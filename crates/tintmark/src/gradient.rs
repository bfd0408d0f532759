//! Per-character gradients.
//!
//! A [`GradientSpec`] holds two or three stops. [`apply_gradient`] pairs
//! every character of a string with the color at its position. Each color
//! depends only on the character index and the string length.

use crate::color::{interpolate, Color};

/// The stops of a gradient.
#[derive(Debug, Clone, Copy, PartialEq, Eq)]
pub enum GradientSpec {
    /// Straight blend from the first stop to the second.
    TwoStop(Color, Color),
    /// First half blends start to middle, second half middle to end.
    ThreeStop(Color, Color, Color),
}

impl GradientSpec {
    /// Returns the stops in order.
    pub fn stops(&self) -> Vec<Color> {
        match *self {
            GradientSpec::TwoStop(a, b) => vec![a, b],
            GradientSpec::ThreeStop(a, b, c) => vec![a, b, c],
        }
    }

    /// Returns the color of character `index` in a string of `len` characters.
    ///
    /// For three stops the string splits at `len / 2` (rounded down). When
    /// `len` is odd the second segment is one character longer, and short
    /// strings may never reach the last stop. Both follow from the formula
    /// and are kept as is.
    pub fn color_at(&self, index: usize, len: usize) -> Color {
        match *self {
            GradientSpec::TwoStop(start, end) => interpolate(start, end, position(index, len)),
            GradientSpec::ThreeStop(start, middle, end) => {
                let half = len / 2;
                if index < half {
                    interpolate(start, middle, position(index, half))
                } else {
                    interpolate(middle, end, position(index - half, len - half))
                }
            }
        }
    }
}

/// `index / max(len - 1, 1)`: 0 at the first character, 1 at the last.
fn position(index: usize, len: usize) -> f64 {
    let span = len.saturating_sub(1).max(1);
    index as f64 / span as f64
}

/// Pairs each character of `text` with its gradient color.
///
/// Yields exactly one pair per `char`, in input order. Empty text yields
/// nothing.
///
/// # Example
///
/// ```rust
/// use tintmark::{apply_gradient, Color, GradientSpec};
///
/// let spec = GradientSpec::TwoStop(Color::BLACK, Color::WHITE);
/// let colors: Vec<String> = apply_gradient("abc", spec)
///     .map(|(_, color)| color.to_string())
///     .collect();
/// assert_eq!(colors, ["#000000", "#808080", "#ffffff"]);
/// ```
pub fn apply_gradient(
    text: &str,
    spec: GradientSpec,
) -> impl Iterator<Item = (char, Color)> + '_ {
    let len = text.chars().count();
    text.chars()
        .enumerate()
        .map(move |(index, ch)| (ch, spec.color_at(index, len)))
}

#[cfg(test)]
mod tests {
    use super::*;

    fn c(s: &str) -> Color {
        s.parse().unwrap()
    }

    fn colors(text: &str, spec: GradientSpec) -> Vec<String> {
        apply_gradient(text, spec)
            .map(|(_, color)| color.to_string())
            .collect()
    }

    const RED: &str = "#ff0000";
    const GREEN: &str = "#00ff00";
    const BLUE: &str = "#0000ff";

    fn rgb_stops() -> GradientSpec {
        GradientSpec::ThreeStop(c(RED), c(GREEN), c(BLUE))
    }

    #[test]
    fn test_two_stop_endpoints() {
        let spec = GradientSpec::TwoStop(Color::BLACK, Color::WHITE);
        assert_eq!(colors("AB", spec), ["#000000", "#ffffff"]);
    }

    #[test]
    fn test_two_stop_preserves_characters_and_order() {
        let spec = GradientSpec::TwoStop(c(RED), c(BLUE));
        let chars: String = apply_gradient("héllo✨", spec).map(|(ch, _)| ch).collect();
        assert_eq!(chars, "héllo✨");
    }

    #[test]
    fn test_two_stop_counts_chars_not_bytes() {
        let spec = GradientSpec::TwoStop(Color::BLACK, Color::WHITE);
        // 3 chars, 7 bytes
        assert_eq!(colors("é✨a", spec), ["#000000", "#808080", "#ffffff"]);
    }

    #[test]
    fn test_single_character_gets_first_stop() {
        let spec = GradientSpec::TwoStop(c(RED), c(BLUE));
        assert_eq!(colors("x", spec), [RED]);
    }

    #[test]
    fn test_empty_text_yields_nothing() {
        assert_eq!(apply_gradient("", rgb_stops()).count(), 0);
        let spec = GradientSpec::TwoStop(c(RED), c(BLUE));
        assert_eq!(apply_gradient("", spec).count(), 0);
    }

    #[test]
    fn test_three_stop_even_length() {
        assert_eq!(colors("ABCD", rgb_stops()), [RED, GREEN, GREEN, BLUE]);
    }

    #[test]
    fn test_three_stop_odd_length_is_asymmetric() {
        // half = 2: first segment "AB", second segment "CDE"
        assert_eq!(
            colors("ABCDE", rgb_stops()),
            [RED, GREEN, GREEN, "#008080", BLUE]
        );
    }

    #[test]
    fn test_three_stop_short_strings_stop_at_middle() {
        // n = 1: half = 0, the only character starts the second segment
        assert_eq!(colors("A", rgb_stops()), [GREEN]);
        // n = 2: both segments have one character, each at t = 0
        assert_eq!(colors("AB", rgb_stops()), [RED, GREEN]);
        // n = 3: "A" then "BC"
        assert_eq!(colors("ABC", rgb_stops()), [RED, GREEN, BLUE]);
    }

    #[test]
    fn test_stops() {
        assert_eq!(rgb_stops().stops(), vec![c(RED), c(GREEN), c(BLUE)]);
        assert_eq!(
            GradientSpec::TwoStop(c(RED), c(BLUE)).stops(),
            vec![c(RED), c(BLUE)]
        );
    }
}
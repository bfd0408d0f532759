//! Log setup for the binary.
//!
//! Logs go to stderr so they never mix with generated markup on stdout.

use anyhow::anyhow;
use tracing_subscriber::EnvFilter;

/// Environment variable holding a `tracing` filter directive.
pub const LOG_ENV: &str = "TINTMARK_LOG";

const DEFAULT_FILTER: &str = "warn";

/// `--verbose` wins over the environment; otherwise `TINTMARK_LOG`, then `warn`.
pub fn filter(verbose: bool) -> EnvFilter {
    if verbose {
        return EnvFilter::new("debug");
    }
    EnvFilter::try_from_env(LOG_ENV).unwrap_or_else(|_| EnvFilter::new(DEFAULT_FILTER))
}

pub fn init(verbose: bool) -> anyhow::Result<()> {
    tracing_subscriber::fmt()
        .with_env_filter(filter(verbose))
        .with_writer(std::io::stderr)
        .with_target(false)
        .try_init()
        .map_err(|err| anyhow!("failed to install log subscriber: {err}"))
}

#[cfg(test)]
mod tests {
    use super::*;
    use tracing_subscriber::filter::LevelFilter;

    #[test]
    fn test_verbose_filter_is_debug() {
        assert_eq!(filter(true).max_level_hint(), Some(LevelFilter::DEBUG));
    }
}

----------------

=== What the exercise asks ===
Repeat the listing exactly, from its first line to its last.

=== Expected answer ===
filename crates/tintmark/src/gradient.rs
repository bfd0408d0f532759
//! Per-character gradients.
//!
//! A [`GradientSpec`] holds two or three stops. [`apply_gradient`] pairs
//! every character of a string with the color at its position. Each color
//! depends only on the character index and the string length.

use crate::color::{interpolate, Color};

/// The stops of a gradient.
#[derive(Debug, Clone, Copy, PartialEq, Eq)]
pub enum GradientSpec {
    /// Straight blend from the first stop to the second.
    TwoStop(Color, Color),
    /// First half blends start to middle, second half middle to end.
    ThreeStop(Color, Color, Color),
}

impl GradientSpec {
    /// Returns the stops in order.
    pub fn stops(&self) -> Vec<Color> {
        match *self {
            GradientSpec::TwoStop(a, b) => vec![a, b],
            GradientSpec::ThreeStop(a, b, c) => vec![a, b, c],
        }
    }

    /// Returns the color of character `index` in a string of `len` characters.
    ///
    /// For three stops the string splits at `len / 2` (rounded down). When
    /// `len` is odd the second segment is one character longer, and short
    /// strings may never reach the last stop. Both follow from the formula
    /// and are kept as is.
    pub fn color_at(&self, index: usize, len: usize) -> Color {
        match *self {
            GradientSpec::TwoStop(start, end) => interpolate(start, end, position(index, len)),
            GradientSpec::ThreeStop(start, middle, end) => {
                let half = len / 2;
                if index < half {
                    interpolate(start, middle, position(index, half))
                } else {
                    interpolate(middle, end, position(index - half, len - half))
                }
            }
        }
    }
}

/// `index / max(len - 1, 1)`: 0 at the first character, 1 at the last.
fn position(index: usize, len: usize) -> f64 {
    let span = len.saturating_sub(1).max(1);
    index as f64 / span as f64
}

/// Pairs each character of `text` with its gradient color.
///
/// Yields exactly one pair per `char`, in input order. Empty text yields
/// nothing.
///
/// # Example
///
/// ```rust
/// use tintmark::{apply_gradient, Color, GradientSpec};
///
/// let spec = GradientSpec::TwoStop(Color::BLACK, Color::WHITE);
/// let colors: Vec<String> = apply_gradient("abc", spec)
///     .map(|(_, color)| color.to_string())
///     .collect();
/// assert_eq!(colors, ["#000000", "#808080", "#ffffff"]);
/// ```
pub fn apply_gradient(
    text: &str,
    spec: GradientSpec,
) -> impl Iterator<Item = (char, Color)> + '_ {
    let len = text.chars().count();
    text.chars()
        .enumerate()
        .map(move |(index, ch)| (ch, spec.color_at(index, len)))
}

#[cfg(test)]
mod tests {
    use super::*;

    fn c(s: &str) -> Color {
        s.parse().unwrap()
    }

    fn colors(text: &str, spec: GradientSpec) -> Vec<String> {
        apply_gradient(text, spec)
            .map(|(_, color)| color.to_string())
            .collect()
    }

    const RED: &str = "#ff0000";
    const GREEN: &str = "#00ff00";
    const BLUE: &str = "#0000ff";

    fn rgb_stops() -> GradientSpec {
        GradientSpec::ThreeStop(c(RED), c(GREEN), c(BLUE))
    }

    #[test]
    fn test_two_stop_endpoints() {
        let spec = GradientSpec::TwoStop(Color::BLACK, Color::WHITE);
        assert_eq!(colors("AB", spec), ["#000000", "#ffffff"]);
    }

    #[test]
    fn test_two_stop_preserves_characters_and_order() {
        let spec = GradientSpec::TwoStop(c(RED), c(BLUE));
        let chars: String = apply_gradient("héllo✨", spec).map(|(ch, _)| ch).collect();
        assert_eq!(chars, "héllo✨");
    }

    #[test]
    fn test_two_stop_counts_chars_not_bytes() {
        let spec = GradientSpec::TwoStop(Color::BLACK, Color::WHITE);
        // 3 chars, 7 bytes
        assert_eq!(colors("é✨a", spec), ["#000000", "#808080", "#ffffff"]);
    }

    #[test]
    fn test_single_character_gets_first_stop() {
        let spec = GradientSpec::TwoStop(c(RED), c(BLUE));
        assert_eq!(colors("x", spec), [RED]);
    }

    #[test]
    fn test_empty_text_yields_nothing() {
        assert_eq!(apply_gradient("", rgb_stops()).count(), 0);
        let spec = GradientSpec::TwoStop(c(RED), c(BLUE));
        assert_eq!(apply_gradient("", spec).count(), 0);
    }

    #[test]
    fn test_three_stop_even_length() {
        assert_eq!(colors("ABCD", rgb_stops()), [RED, GREEN, GREEN, BLUE]);
    }

    #[test]
    fn test_three_stop_odd_length_is_asymmetric() {
        // half = 2: first segment "AB", second segment "CDE"
        assert_eq!(
            colors("ABCDE", rgb_stops()),
            [RED, GREEN, GREEN, "#008080", BLUE]
        );
    }

    #[test]
    fn test_three_stop_short_strings_stop_at_middle() {
        // n = 1: half = 0, the only character starts the second segment
        assert_eq!(colors("A", rgb_stops()), [GREEN]);
        // n = 2: both segments have one character, each at t = 0
        assert_eq!(colors("AB", rgb_stops()), [RED, GREEN]);
        // n = 3: "A" then "BC"
        assert_eq!(colors("ABC", rgb_stops()), [RED, GREEN, BLUE]);
    }

    #[test]
    fn test_stops() {
        assert_eq!(rgb_stops().stops(), vec![c(RED), c(GREEN), c(BLUE)]);
        assert_eq!(
            GradientSpec::TwoStop(c(RED), c(BLUE)).stops(),
            vec![c(RED), c(BLUE)]
        );
    }
}
repository bfd0408d0f532759
//! Log setup for the binary.
//!
//! Logs go to stderr so they never mix with generated markup on stdout.

use anyhow::anyhow;
use tracing_subscriber::EnvFilter;

/// Environment variable holding a `tracing` filter directive.
pub const LOG_ENV: &str = "TINTMARK_LOG";

const DEFAULT_FILTER: &str = "warn";

/// `--verbose` wins over the environment; otherwise `TINTMARK_LOG`, then `warn`.
pub fn filter(verbose: bool) -> EnvFilter {
    if verbose {
        return EnvFilter::new("debug");
    }
    EnvFilter::try_from_env(LOG_ENV).unwrap_or_else(|_| EnvFilter::new(DEFAULT_FILTER))
}

pub fn init(verbose: bool) -> anyhow::Result<()> {
    tracing_subscriber::fmt()
        .with_env_filter(filter(verbose))
        .with_writer(std::io::stderr)
        .with_target(false)
        .try_init()
        .map_err(|err| anyhow!("failed to install log subscriber: {err}"))
}

#[cfg(test)]
mod tests {
    use super::*;
    use tracing_subscriber::filter::LevelFilter;

    #[test]
    fn test_verbose_filter_is_debug() {
        assert_eq!(filter(true).max_level_hint(), Some(LevelFilter::DEBUG));
    }
}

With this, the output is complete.